John prepares for us the way for the Lord. Like a prophetic GPS device, he not only maps out the route for us to take but also makes space for the Lord to enter in and point out where and when we need to make our U-turns.

Indeed, it can be difficult to consider that we need to change our behavior.

But we also can choose to look at change as an opportunity for ourselves and our community. And the life and ministry of Jesus give us concrete examples of how the path can be made level and straight.

For now, though, John hands us our marching orders. And he provides much to consider about our culture, our community, and what the Lord’s arrival means for our relationships with the Lord and one another. Mark knows that our first steps begin in the wilderness. 

As we close out this difficult, contentious and horrendous year, we likely need less convincing than in other years that we need to head-on face our brokenness with eyes wide open. The fallenness of this world, our mutual enmeshment in sin, our thoughtless ability to wound one another, our haste to splinter into separate camps over things that ought not be that divisive: All of that and heartbreakingly more has been on grim display in 2020. 

Mark is right: We must begin in the wilderness. We must listen to John. We must take our baptism more seriously and repent of our sin.

That’s probably not the story we want to hear – at Christmas, during Lent, or on any given day either side of those seasons. But it most definitely is the story we need to hear – if, by grace, the dreams of God for God’s people, spoken through the psalmist, have even the slightest chance of coming true:

“Steadfast love and faithfulness will meet. Righteousness and peace will kiss each other.

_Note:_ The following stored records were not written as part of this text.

//! Errors produced while encoding S-expressions.

use std::io;
use std::string::FromUtf8Error;
use std::sync::Arc;

/// Error returned by a [`Render`](crate::Render) implementation.
pub type RenderError = Box<dyn std::error::Error + Send + Sync>;

/// Result alias used throughout the crate.
pub type Result<T> = std::result::Result<T, Error>;

/// Terminal failure of an encode call.
///
/// Errors are cheap to clone so an [`Encoder`](crate::Encoder) can hand the
/// same failure back on every call after the first one fails.
#[derive(Debug, Clone, thiserror::Error)]
pub enum Error {
    /// The value belongs to a category with no S-expression rendering.
    #[error("sexp encode: unsupported type {0}")]
    Unsupported(&'static str),

    /// A record's coding marker is neither `alist` nor `plist`.
    #[error("sexp encode: struct {type_name} with bad coding tag {tag}")]
    BadCoding { type_name: String, tag: String },

    /// An optional reference was empty where a referent was expected.
    #[error("sexp encode: null reference to {0}")]
    NullReference(&'static str),

    /// A record descriptor lists a visible field the record cannot supply.
    #[error("sexp encode: struct {type_name} has no value for field {field}")]
    MissingField { type_name: String, field: String },

    /// Containers nested deeper than the configured limit.
    #[error("sexp encode: nesting exceeds depth limit {0}")]
    DepthLimit(usize),

    /// A NaN or infinite float under [`NonFiniteFloats::Reject`](crate::NonFiniteFloats::Reject).
    #[error("sexp encode: non-finite float {0}")]
    NonFinite(f64),

    /// The output sink rejected a write.
    #[error(transparent)]
    Io(Arc<io::Error>),

    /// A custom renderer failed.
    #[error(transparent)]
    Render(Arc<dyn std::error::Error + Send + Sync>),

    /// [`to_string`](crate::to_string) produced bytes that are not UTF-8.
    #[error("sexp encode: output is not valid UTF-8")]
    Utf8(#[source] FromUtf8Error),
}

impl From<io::Error> for Error {
    fn from(err: io::Error) -> Self {
        Error::Io(Arc::new(err))
    }
}

impl From<RenderError> for Error {
    fn from(err: RenderError) -> Self {
        Error::Render(Arc::from(err))
    }
}
//! The task contract
//!
//! Every pipeline step implements [`Task`]: it names itself, declares
//! where it lives and what single artifact it produces, lists its
//! immediate dependencies, and provides an execution body plus an output
//! loader. The declarative part lives in [`TaskDecl`] and is validated at
//! instantiation, before any filesystem side effect.

use crate::error::{ContractError, ContractResult};
use crate::runner::TaskContext;
use crate::task::{Params, TaskPaths};

/// Factory for a task type
///
/// Dependency edges are factories rather than instances so the completion
/// checker can instantiate each dependency on demand (instantiation
/// creates the dependency's directories as a side effect).
pub type TaskFactory = fn() -> Box<dyn Task>;

/// Contract implemented by every concrete pipeline step
pub trait Task {
    /// Stable name of the task type, used for the per-invocation log file
    /// and registry lookup
    fn name(&self) -> &'static str;

    /// Declared location, parameters, and output artifact
    fn decl(&self) -> TaskDecl;

    /// Immediate dependencies, in declaration order
    ///
    /// Completion checking looks only at these; it never recurses into a
    /// dependency's own dependencies.
    fn requires(&self) -> Vec<TaskFactory> {
        Vec::new()
    }

    /// Execute the step
    ///
    /// The body reads dependency outputs and parameters through `ctx`,
    /// writes its artifact to `ctx.output_path()`, and may send any
    /// external-process output to `ctx.log_file()`.
    fn run(&self, ctx: &mut TaskContext) -> anyhow::Result<()>;

    /// Load the artifact this task produced
    ///
    /// The default reads the raw bytes at the resolved output path; tasks
    /// with structured outputs override this.
    fn load_output(&self, paths: &TaskPaths) -> anyhow::Result<Vec<u8>> {
        Ok(std::fs::read(paths.output_path())?)
    }
}

/// Declarative portion of a task contract
///
/// `subdirectory` defaults to empty and `debug` to false; each task gets
/// its own value, nothing is shared between task types.
#[derive(Debug, Clone, Default, PartialEq)]
pub struct TaskDecl {
    /// Pipeline namespace; all artifacts and logs live under it
    pub directory: String,

    /// Optional sub-namespace inside the OUTPUT directory
    pub subdirectory: String,

    /// File name of the single artifact this task produces
    pub output_name: String,

    /// Configuration values owned by the concrete task
    pub parameters: Params,

    /// When true, log redirection is skipped and output stays interactive
    pub debug: bool,
}

impl TaskDecl {
    /// Create a declaration with the two required members
    pub fn new(directory: impl Into<String>, output_name: impl Into<String>) -> Self {
        TaskDecl {
            directory: directory.into(),
            output_name: output_name.into(),
            ..TaskDecl::default()
        }
    }

    /// Set the output sub-namespace
    pub fn with_subdirectory(mut self, subdirectory: impl Into<String>) -> Self {
        self.subdirectory = subdirectory.into();
        self
    }

    /// Set the task parameters
    pub fn with_parameters(mut self, parameters: Params) -> Self {
        self.parameters = parameters;
        self
    }

    /// Keep output on the original streams instead of the log file
    pub fn with_debug(mut self, debug: bool) -> Self {
        self.debug = debug;
        self
    }

    /// Check that the required members are declared
    ///
    /// Called before path resolution so an incomplete contract fails fast,
    /// without touching the filesystem.
    pub(crate) fn validate(&self, task: &str) -> ContractResult<()> {
        if self.directory.is_empty() {
            return Err(ContractError::MissingMember {
                task: task.to_string(),
                member: "directory",
            });
        }
        if self.output_name.is_empty() {
            return Err(ContractError::MissingMember {
                task: task.to_string(),
                member: "output_name",
            });
        }
        Ok(())
    }
}
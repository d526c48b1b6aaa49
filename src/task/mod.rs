//! Task contract and derived data
//!
//! This module defines what a pipeline step declares (the contract and
//! its parameters) and what the runner derives from the declaration
//! (resolved paths, runtime instances).

pub mod contract;
pub mod instance;
pub mod params;
pub mod paths;

// Re-export main types
pub use contract::*;
pub use instance::*;
pub use params::*;
pub use paths::*;
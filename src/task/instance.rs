//! Runtime task representation
//!
//! A [`TaskInstance`] pairs a boxed contract implementation with its
//! validated declaration and resolved paths. Instances are constructed
//! fresh for every runner invocation and never persisted; the artifact
//! file and the logs are the only durable state.

use std::path::Path;

use crate::error::Result;
use crate::runner::TaskContext;
use crate::task::{Params, Task, TaskDecl, TaskFactory, TaskPaths};

/// One instantiation of a task type
pub struct TaskInstance {
    name: &'static str,
    decl: TaskDecl,
    paths: TaskPaths,
    task: Box<dyn Task>,
}

impl TaskInstance {
    /// Validate the contract, resolve paths, and create the output and
    /// log directories
    ///
    /// An incomplete contract fails here, before anything under the
    /// task's `directory` is touched. Directory creation is idempotent.
    pub fn new(task: Box<dyn Task>, root: &Path) -> Result<Self> {
        let name = task.name();
        let decl = task.decl();
        decl.validate(name)?;

        let paths = TaskPaths::resolve(root, name, &decl);
        paths.ensure_dirs()?;

        Ok(TaskInstance {
            name,
            decl,
            paths,
            task,
        })
    }

    /// Name of the underlying task type
    pub fn name(&self) -> &'static str {
        self.name
    }

    /// Declared contract members
    pub fn decl(&self) -> &TaskDecl {
        &self.decl
    }

    /// Declared parameters
    pub fn params(&self) -> &Params {
        &self.decl.parameters
    }

    /// Resolved filesystem locations
    pub fn paths(&self) -> &TaskPaths {
        &self.paths
    }

    /// Immediate dependency factories, in declaration order
    pub fn requires(&self) -> Vec<TaskFactory> {
        self.task.requires()
    }

    /// Load this task's artifact through the contract's loader
    pub fn load_output(&self) -> anyhow::Result<Vec<u8>> {
        self.task.load_output(&self.paths)
    }

    /// Invoke the execution body
    pub(crate) fn run_body(&self, ctx: &mut TaskContext) -> anyhow::Result<()> {
        self.task.run(ctx)
    }
}

impl std::fmt::Debug for TaskInstance {
    fn fmt(&self, f: &mut std::fmt::Formatter<'_>) -> std::fmt::Result {
        f.debug_struct("TaskInstance")
            .field("name", &self.name)
            .field("decl", &self.decl)
            .field("paths", &self.paths)
            .finish()
    }
}
//! Task registry
//!
//! Explicit mapping of task names to factories, built once at process
//! start. Drivers resolve a requested name here; an unknown name fails
//! before any runner invocation, and nothing under the task's directory
//! is touched.

use std::collections::BTreeMap;

use crate::error::{ContractError, ContractResult, Result};
use crate::runner::{RunOutcome, Runner};
use crate::task::TaskFactory;

/// Name → factory registry of known task types
#[derive(Debug, Default)]
pub struct Registry {
    tasks: BTreeMap<String, TaskFactory>,
}

impl Registry {
    /// Create an empty registry
    pub fn new() -> Self {
        Self::default()
    }

    /// Register a task type under its own name
    pub fn register(&mut self, factory: TaskFactory) -> ContractResult<()> {
        let name = factory().name().to_string();
        if self.tasks.contains_key(&name) {
            return Err(ContractError::DuplicateTask(name));
        }
        self.tasks.insert(name, factory);
        Ok(())
    }

    /// Whether a task type is registered under `name`
    pub fn contains(&self, name: &str) -> bool {
        self.tasks.contains_key(name)
    }

    /// Registered names, sorted
    pub fn names(&self) -> Vec<&str> {
        self.tasks.keys().map(String::as_str).collect()
    }

    /// Resolve a name to its factory
    pub fn factory(&self, name: &str) -> ContractResult<TaskFactory> {
        self.tasks
            .get(name)
            .copied()
            .ok_or_else(|| ContractError::TaskNotFound(name.to_string()))
    }

    /// Resolve `name` and hand the task to the runner
    pub fn run(&self, runner: &Runner, name: &str) -> Result<RunOutcome> {
        let factory = self.factory(name)?;
        runner.run(factory())
    }
}
//! Error types for Retask

use std::io;
use thiserror::Error;

/// Result type alias for Retask operations
pub type Result<T> = std::result::Result<T, RetaskError>;

/// Main error type for Retask
#[derive(Error, Debug)]
pub enum RetaskError {
    /// Task-contract errors
    #[error("Contract error: {0}")]
    Contract(#[from] ContractError),

    /// Task execution errors
    #[error("Execution error: {0}")]
    Execution(#[from] ExecutionError),

    /// I/O errors
    #[error("I/O error: {0}")]
    Io(#[from] io::Error),

    /// YAML serialization errors (parameter audit dumps)
    #[error("YAML error: {0}")]
    Yaml(#[from] serde_yaml::Error),
}

/// Contract declaration and resolution errors
#[derive(Error, Debug)]
pub enum ContractError {
    #[error("Task '{task}' does not declare '{member}'")]
    MissingMember { task: String, member: &'static str },

    #[error("Task '{0}' is not defined")]
    TaskNotFound(String),

    #[error("Task '{0}' is already registered")]
    DuplicateTask(String),
}

/// Task execution errors
#[derive(Error, Debug)]
pub enum ExecutionError {
    #[error("Task '{task}' failed")]
    TaskFailed {
        task: String,
        #[source]
        source: anyhow::Error,
    },

    #[error("Aggregate log is locked by another writer: {0}")]
    LogBusy(String),
}

/// Specialized result type for contract operations
pub type ContractResult<T> = std::result::Result<T, ContractError>;

/// Specialized result type for execution operations
pub type ExecutionResult<T> = std::result::Result<T, ExecutionError>;
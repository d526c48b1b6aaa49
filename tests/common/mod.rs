//! Common test utilities

use std::fs;
use std::path::Path;
use tempfile::TempDir;

/// Create a temporary workspace root for a pipeline
pub fn workspace() -> TempDir {
    TempDir::new().unwrap()
}

/// Read the aggregate log of a pipeline directory
pub fn read_aggregate(root: &Path, directory: &str) -> String {
    fs::read_to_string(root.join(directory).join("LOG/task.log")).unwrap()
}

/// Count occurrences of a marker line in a log
pub fn count_markers(log: &str, marker: &str) -> usize {
    log.matches(marker).count()
}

Faithfulness will spring up from the ground, and righteousness will look down from the sky.” (Psalm 85:9-11)

Amen, and amen!

Pastor Grant VanderVelden prepared this message for the Second Sunday of Advent, 2020. It is part of his Advent-Christmas series “Those Who Dream.” Scholarship, commentary, and reflection by T. Denise Anderson, Lisle Gwinn Garrity, Scott Hoezee, and Pheme Perkins inform the message.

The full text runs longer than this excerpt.